### [RECORDS FOR THE TASK]
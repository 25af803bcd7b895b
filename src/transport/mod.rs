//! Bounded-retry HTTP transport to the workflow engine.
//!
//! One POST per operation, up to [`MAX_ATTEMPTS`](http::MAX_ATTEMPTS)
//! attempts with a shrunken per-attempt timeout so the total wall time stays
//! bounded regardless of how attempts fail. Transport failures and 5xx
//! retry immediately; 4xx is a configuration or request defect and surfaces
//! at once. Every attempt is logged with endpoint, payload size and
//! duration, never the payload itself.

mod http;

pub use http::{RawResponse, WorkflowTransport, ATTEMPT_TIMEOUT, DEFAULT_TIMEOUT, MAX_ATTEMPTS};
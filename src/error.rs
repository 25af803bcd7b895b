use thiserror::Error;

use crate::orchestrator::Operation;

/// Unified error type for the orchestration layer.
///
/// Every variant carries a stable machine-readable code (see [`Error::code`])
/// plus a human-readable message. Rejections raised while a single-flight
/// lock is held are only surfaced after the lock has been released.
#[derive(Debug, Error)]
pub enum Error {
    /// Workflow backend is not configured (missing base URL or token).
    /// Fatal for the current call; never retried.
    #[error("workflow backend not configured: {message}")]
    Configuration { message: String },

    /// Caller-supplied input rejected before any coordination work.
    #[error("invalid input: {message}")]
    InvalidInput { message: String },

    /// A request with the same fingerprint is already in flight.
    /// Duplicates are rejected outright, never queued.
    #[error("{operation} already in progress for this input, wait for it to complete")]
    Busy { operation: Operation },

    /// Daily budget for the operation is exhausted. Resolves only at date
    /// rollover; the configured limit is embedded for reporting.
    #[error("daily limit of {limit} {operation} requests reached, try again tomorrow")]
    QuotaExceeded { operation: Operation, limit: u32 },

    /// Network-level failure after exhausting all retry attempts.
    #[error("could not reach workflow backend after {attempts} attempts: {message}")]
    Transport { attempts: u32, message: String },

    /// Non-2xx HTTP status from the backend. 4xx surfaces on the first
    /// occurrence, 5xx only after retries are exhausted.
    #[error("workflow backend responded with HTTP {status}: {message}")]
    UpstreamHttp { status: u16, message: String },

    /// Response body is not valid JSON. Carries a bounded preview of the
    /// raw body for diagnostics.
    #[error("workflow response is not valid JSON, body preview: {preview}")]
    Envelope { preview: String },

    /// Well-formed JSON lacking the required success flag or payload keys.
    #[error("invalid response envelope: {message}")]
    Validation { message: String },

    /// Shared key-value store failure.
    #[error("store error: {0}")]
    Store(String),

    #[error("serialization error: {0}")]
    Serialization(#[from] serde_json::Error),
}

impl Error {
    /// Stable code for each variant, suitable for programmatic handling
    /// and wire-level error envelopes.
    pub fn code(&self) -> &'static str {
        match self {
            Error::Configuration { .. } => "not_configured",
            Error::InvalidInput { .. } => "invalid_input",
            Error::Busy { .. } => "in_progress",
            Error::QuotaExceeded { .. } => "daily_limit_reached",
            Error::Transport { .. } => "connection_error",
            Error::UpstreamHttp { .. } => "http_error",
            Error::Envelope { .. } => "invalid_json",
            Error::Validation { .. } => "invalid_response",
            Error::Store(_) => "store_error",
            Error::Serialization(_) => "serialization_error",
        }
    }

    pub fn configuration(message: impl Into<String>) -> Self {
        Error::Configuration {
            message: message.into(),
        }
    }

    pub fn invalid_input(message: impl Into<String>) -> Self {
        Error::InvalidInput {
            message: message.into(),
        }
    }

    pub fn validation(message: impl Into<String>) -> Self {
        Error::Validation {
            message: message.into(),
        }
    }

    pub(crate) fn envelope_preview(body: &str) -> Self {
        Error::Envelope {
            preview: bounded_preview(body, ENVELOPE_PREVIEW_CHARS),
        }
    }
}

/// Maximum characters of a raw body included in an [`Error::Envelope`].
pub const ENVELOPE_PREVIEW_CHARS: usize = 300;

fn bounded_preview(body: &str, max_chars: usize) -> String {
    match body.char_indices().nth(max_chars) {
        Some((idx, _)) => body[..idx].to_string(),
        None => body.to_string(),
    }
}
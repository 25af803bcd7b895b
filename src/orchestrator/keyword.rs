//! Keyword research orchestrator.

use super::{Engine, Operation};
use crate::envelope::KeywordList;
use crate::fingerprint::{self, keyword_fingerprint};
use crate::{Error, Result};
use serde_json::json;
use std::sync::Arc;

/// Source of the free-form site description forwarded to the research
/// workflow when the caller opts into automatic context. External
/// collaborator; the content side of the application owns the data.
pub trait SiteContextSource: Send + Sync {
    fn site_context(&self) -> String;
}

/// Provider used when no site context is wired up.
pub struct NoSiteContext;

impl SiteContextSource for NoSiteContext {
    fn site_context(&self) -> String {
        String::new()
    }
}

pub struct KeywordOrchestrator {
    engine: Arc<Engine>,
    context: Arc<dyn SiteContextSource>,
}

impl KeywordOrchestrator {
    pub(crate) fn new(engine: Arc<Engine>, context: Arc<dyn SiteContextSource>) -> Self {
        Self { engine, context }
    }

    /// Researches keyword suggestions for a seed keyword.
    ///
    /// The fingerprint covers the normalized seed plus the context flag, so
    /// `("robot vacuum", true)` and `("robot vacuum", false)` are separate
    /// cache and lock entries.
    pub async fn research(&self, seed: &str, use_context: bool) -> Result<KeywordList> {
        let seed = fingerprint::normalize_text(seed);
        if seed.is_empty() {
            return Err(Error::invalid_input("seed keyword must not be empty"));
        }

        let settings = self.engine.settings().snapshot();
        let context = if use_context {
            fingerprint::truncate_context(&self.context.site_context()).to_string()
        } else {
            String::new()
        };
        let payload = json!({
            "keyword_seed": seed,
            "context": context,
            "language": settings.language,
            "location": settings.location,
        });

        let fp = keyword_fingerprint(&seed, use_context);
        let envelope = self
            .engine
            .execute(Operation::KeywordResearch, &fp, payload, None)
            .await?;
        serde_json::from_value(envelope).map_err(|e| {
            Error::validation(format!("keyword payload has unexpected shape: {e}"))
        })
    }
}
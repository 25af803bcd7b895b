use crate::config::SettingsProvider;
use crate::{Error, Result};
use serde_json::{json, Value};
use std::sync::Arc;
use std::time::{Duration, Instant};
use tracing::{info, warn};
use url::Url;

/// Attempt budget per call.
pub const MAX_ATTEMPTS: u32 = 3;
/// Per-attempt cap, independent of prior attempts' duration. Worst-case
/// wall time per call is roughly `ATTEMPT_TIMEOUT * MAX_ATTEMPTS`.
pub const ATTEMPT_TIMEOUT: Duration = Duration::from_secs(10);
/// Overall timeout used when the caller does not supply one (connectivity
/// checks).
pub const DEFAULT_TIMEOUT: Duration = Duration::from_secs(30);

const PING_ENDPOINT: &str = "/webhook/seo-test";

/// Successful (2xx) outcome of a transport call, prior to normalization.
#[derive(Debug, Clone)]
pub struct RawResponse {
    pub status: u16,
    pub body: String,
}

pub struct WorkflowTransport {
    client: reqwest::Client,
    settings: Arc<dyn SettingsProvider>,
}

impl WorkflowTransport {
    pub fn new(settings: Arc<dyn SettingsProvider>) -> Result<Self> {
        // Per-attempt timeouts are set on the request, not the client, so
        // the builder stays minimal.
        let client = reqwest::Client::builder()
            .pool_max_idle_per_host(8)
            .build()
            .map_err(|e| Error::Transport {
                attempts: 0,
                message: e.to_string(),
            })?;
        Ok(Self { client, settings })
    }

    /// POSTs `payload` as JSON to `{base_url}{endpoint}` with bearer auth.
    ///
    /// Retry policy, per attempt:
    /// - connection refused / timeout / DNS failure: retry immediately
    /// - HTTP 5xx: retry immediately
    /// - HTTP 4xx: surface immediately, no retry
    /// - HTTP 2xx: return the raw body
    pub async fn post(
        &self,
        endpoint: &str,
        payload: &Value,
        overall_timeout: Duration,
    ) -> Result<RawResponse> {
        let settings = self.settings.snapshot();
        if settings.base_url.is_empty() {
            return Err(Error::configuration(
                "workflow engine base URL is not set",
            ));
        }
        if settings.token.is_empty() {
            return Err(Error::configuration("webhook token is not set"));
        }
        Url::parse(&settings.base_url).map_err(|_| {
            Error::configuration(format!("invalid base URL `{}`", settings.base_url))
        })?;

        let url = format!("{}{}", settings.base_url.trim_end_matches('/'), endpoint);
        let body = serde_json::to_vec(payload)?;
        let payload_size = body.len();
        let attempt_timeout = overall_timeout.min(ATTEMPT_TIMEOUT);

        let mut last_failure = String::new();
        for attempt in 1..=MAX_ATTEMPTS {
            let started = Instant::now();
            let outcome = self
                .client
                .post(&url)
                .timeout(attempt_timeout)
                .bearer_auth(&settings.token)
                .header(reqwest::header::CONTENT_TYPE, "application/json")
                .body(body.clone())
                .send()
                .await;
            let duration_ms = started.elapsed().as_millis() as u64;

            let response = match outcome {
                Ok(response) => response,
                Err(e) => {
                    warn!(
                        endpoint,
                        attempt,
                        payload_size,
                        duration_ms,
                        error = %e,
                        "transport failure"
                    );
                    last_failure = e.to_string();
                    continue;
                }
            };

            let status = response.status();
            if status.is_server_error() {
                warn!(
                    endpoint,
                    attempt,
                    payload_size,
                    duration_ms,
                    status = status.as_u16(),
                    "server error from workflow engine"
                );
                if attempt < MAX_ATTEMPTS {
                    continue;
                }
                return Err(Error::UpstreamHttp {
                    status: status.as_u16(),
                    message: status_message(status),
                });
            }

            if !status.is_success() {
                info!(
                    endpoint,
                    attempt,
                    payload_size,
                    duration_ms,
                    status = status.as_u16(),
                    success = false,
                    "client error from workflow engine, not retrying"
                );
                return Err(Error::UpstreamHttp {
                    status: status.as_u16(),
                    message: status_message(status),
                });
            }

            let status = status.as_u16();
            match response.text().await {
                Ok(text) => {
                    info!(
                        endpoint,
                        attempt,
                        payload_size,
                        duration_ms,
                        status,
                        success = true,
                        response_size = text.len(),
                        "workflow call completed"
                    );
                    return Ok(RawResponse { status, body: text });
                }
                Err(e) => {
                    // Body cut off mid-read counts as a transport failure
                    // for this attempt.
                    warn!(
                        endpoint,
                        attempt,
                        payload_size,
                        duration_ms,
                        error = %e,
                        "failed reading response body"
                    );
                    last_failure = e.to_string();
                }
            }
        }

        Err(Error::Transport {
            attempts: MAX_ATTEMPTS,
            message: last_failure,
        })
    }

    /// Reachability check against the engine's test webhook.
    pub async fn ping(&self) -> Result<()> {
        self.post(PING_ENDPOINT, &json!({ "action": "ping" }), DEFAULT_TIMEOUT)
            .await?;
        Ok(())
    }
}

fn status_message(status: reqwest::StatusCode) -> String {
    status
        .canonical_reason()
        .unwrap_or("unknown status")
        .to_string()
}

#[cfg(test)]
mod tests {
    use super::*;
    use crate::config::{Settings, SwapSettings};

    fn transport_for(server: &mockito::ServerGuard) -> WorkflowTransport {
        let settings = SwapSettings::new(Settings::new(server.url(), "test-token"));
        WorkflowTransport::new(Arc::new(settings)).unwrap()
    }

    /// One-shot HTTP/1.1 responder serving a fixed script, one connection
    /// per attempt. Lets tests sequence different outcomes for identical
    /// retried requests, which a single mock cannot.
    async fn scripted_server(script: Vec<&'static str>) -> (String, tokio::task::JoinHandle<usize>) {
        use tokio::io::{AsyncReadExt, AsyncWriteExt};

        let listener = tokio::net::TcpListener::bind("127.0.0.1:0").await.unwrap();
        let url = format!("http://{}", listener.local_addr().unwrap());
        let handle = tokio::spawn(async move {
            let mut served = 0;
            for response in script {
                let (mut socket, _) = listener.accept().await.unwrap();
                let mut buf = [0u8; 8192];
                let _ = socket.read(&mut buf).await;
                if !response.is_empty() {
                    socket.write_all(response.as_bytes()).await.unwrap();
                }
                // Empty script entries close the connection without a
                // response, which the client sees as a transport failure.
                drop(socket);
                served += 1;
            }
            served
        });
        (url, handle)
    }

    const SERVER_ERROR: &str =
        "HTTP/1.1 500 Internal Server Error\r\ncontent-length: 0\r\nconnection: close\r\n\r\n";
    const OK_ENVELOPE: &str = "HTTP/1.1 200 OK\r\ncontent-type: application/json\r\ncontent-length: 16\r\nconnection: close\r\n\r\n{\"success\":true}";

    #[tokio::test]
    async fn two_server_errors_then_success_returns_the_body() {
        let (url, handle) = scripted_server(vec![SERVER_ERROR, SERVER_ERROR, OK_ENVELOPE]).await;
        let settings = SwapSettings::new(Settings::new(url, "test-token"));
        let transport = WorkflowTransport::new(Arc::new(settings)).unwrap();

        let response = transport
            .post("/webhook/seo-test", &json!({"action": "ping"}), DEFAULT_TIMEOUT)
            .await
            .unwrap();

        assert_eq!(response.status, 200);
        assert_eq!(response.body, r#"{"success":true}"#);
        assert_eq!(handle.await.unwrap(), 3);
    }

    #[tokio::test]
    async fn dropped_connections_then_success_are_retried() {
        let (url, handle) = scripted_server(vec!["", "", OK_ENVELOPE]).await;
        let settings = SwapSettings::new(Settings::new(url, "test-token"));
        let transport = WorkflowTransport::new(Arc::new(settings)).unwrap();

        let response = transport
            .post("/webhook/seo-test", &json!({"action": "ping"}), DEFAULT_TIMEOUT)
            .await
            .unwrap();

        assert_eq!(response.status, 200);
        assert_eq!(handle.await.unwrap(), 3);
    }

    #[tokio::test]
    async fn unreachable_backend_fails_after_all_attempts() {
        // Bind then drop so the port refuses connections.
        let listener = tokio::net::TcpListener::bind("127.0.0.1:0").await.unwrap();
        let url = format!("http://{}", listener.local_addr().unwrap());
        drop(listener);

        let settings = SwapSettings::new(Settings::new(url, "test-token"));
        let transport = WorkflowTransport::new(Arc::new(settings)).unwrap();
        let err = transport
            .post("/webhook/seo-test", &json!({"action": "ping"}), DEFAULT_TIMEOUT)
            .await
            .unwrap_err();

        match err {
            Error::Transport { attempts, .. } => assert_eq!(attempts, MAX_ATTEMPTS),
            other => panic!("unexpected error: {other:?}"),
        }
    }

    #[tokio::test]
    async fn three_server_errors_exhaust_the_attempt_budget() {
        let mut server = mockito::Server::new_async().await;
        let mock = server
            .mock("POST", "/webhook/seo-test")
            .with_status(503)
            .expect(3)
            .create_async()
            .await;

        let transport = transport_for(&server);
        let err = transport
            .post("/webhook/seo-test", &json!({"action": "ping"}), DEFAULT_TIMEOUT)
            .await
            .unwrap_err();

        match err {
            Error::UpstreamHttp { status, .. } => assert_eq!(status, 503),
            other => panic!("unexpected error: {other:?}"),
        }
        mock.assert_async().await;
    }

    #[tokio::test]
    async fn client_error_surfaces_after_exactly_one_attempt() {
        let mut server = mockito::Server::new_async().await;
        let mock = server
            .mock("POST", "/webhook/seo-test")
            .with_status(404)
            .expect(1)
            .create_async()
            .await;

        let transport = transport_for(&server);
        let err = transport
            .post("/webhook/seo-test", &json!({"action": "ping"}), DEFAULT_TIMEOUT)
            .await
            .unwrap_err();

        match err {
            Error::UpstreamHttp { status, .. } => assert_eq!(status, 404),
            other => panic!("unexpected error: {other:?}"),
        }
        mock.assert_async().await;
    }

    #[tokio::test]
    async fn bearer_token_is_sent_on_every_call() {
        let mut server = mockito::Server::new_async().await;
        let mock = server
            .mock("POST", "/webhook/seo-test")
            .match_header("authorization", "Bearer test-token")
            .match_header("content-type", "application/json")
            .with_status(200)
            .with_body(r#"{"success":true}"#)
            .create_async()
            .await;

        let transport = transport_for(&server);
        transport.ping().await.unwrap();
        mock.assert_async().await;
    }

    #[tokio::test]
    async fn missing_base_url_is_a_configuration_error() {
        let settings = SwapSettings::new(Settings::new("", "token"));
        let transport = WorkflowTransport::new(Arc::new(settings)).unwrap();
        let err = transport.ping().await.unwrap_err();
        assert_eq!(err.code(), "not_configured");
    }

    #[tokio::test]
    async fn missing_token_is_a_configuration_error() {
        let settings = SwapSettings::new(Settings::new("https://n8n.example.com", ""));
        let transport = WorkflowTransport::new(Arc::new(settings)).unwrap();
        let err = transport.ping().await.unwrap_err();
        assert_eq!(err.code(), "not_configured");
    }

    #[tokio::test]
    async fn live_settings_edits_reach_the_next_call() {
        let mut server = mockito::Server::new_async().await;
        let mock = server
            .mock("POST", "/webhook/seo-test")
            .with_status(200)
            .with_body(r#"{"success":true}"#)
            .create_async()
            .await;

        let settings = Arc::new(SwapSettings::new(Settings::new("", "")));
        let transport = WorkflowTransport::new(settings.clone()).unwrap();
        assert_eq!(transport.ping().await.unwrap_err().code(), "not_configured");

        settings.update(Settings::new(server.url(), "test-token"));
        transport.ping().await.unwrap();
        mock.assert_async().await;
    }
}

### [PROBLEM STATEMENT]
Copy out the listing above, line by line and exactly, from its first line to the line holding "outright, never queued.", inclusive.

### [SOLVED PROBLEM]
repository 25af803bcd7b895b
filename src/transport/mod.rs
//! Bounded-retry HTTP transport to the workflow engine.
//!
//! One POST per operation, up to [`MAX_ATTEMPTS`](http::MAX_ATTEMPTS)
//! attempts with a shrunken per-attempt timeout so the total wall time stays
//! bounded regardless of how attempts fail. Transport failures and 5xx
//! retry immediately; 4xx is a configuration or request defect and surfaces
//! at once. Every attempt is logged with endpoint, payload size and
//! duration, never the payload itself.

mod http;

pub use http::{RawResponse, WorkflowTransport, ATTEMPT_TIMEOUT, DEFAULT_TIMEOUT, MAX_ATTEMPTS};
filename src/error.rs
repository 25af803bcd7b895b
use thiserror::Error;

use crate::orchestrator::Operation;

/// Unified error type for the orchestration layer.
///
/// Every variant carries a stable machine-readable code (see [`Error::code`])
/// plus a human-readable message. Rejections raised while a single-flight
/// lock is held are only surfaced after the lock has been released.
#[derive(Debug, Error)]
pub enum Error {
    /// Workflow backend is not configured (missing base URL or token).
    /// Fatal for the current call; never retried.
    #[error("workflow backend not configured: {message}")]
    Configuration { message: String },

    /// Caller-supplied input rejected before any coordination work.
    #[error("invalid input: {message}")]
    InvalidInput { message: String },

    /// A request with the same fingerprint is already in flight.
    /// Duplicates are rejected outright, never queued.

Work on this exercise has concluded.